The real version of ANZUS is baldly different. The truth is that neither party is required to come to the aid of the other militarily, if either is attacked. The reverse of the Hollywood gloss. Australia has frequently entered conflicts tangential to our security at US bidding. In no case has ANZUS been invoked validly, despite what former PM Howard might say.

The first ”test” of ANZUS came little more than ten years on from its signing. Australia was caught up militarily in Malaysia and Borneo with the British. Indonesia was hostile to us through Konfontasi. At the same time, in 1964, the US pressed Australia to provide military support for South Vietnam.

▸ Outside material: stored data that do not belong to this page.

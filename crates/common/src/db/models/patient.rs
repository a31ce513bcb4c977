//! Patient entity

use sea_orm::entity::prelude::*;
use serde::{Deserialize, Serialize};

#[derive(Clone, Debug, PartialEq, Eq, DeriveEntityModel, Serialize, Deserialize)]
#[sea_orm(table_name = "patients")]
pub struct Model {
    #[sea_orm(primary_key, auto_increment = false, column_name = "_id", column_type = "Text")]
    pub id: String,

    #[sea_orm(column_type = "Text")]
    pub name: String,

    /// Unique health ID
    #[sea_orm(column_type = "Text", unique)]
    pub uhid: String,

    pub age: Option<i32>,

    #[sea_orm(column_type = "Text", nullable)]
    pub gender: Option<String>,
}

#[derive(Copy, Clone, Debug, EnumIter, DeriveRelation)]
pub enum Relation {
    #[sea_orm(has_many = "super::consultation::Entity")]
    Consultations,
}

impl Related<super::consultation::Entity> for Entity {
    fn to() -> RelationDef {
        Relation::Consultations.def()
    }
}

impl ActiveModelBehavior for ActiveModel {}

So military resource allocation stemming from an ally’s competing interests again became a biting issue.

Cabinet papers of the time show the Menzies government decided that “Australia should respond immediately as a prompt offer would undoubtedly be appreciated”. Then Cabinet considered the Strategic Basis for Defence Policy which “raised the possibility of Australian forces being required to act without the assistance of the United States armed forces against Indonesian activities”, and being not “sufficiently provided for in military planning”.

Two consequential influences collided here. First, US refusal to assist Australia against a perceived Indonesian threat, And second, disarray across the fractured Defence and military administrations in dealing with that threat. Our army had seriously underestimated the forces required to deal with both the US demands and our own priorities. As the nation endured nine years of the Vietnam war, policy makers were thinking beyond that conflict.

Dumping Dependency

Even before Australia’s withdrawal from Vietnam an extraordinary turnaround surfaced in defence policy. “Dependency’ was consigned to history with the first ever Defence Review tabled in Parliament in 1972. That review incisively resolved any future clash of priorities by proposing:

the underlying requirement is that we be capable of vigorous action unaided, to defend our interests and our territory, whatever these other involvements. It would follow that Australia should not allow its expectation of external support for its defence against potentially overwhelming challenges to overshadow its obligation to assume, within the limit of its resources, the primary responsibility for its own conventional defence “

The first ever Defence White paper followed four years later, thematically centred on independent defence, with further definition:

For practical purposes, the requirements and scope for Australian defence activity are limited essentially to the areas closer to home—areas in which the deployment of military capabilities by a power potentially unfriendly to Australia could permit that power to attack or harass Australia and its territories, maritime resources zone and near lines of communication. These are our adjacent maritime areas; the South West Pacific countries and territories; Papua New Guinea; Indonesia; and the South East Asian region.

Half a century of political consensus on the primacy of self- reliant defence stands to this day. Why is this background important for today’s Defence Review? Because it authenticates certain practical boundaries mutually agreed in dealing with our great ally, which are fundamental to the Review.

It has long been understood with the US that Australia alone would fund the long path to its defence independence. And any forces we contribute in support of US operations elsewhere would drawn from those acquired for our primary objective of defending Australia. That is, to be equitable, each party would fund its own priorities. It would be inequitable for Australia to incur costly expenditures specifically for US objectives. And vice-versa. Neither party would seek to breach that principle. It is in both parties’ interest that we preserve this stance. If discarded what equitable discipline would take its place?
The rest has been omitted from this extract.